Nueva fase del conflicto catalán: final de legislatura, defenestración de moderados en el PDECat, infranqueables líneas rojas o lazos en el Palau, todo apunta al regreso de la unilateralidad. Nada que objetar. Cualquiera es libre de decidir lo que cree le convenga. Pero toda opción debería basarse en una clara comprensión de sus costes y beneficios.

Algo de lo que podría sucedernos lo ilustra el Brexit. Y aunque es cierto que no sabemos cómo terminará Gran Bretaña y que, además, el caso catalán es ciertamente distinto, las similitudes entre ambos procesos son relevantes. Déjenme destacar algunas.

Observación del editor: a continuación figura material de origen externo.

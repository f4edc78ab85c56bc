//! Per-caller outbound access policy: model, evaluation, and resolution.
//!
//! The [`engine`] is a pure function over the [`model`]; the [`fetcher`]
//! resolves caller tokens to policies through the external policy service
//! with a TTL cache and a deny-all fallback.

pub mod engine;
pub mod fetcher;
pub mod model;

pub use engine::{Decision, decide, decide_domain};
pub use fetcher::{
    CacheStats, HttpPolicyService, PolicyFetcher, PolicyResolution, PolicyService,
};
pub use model::{
    DomainPattern, HostRules, PathPattern, PathRule, Policy, PolicySource, PolicyWire,
    extract_host, extract_path,
};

Primero, en la falta de consideración de los que no comparten la visión dominante. Philip Stephens afirmaba hace poco en el Financial Times que la voluntad del pueblo, mencionada siempre por May, refleja más la visión de un demagogo que la de un demócrata. Y se lamentaba que el 47% de los que votaron por quedarse en la UE sean “ciudadanos de ninguna parte”, a diferencia del “pueblo”, es decir, el 52% que sí apoyó el Brexit. Segundo, en la honda fractura social que refleja esta división. De hecho, parece que ni un segundo referéndum permitiría solventar el frontal antagonismo que ha emergido entre los británicos acerca de su futuro. Esa fractura está ahí, y ahí va a permanecer, porque traduce la ausencia de consensos básicos y el auge de la radicalización. Tercero, y como reflejo de lo anterior, en la implosión de los principales partidos, escindidos cada vez más en sectas que exigen tests de pureza. Finalmente, en el potencial descalabro económico y social de un hard Brexit. Me reconocerán que parte de lo anterior tiene, desde Catalunya, un ­aire de déjà-vu.

Pero supongan que el Brexit termina en acuerdo. Habrá que recordar entonces que nada habría finalizado: sólo será el inicio de la discusión acerca de la futura relación entre Gran Bretaña y la UE, que, a la luz de los acuerdos UE-Canadá o UE-Japón, se extenderá varios años.

¿Y nosotros? Pues sumen a esas similitudes substanciales diferencias: ausencia de moneda propia y de banco central, y mayor integración financiera, monetaria y comercial con el resto de España y la UE. Y apliquemos la secuencia del Brexit: incluso con una separación pactada, la salida de la UE, la instauración de fronteras o el abandono del euro serían inevitables consecuencias iniciales. Posteriormente vendría, se supone, la petición de ingreso en la UE y la eurozona. Y, no se sabe cuándo, la respuesta ­europea final.

¿Unilateralidad? ¿Acuerdo de separación? La experiencia británica muestra que, incluso en este segundo caso, las barreras que aparecerían serían de difícil superación. O quizás no lo parezcan, si no preocupa que se quiebren las esperanzas y proyectos de gran parte de la ciudadanía por un largo periodo.

Por ello, si regresa la propuesta unilateral, espero que esta vez sus defensores tengan la valentía de explicarnos, a partidarios y contrarios de la secesión, lo que nos podría aguardar.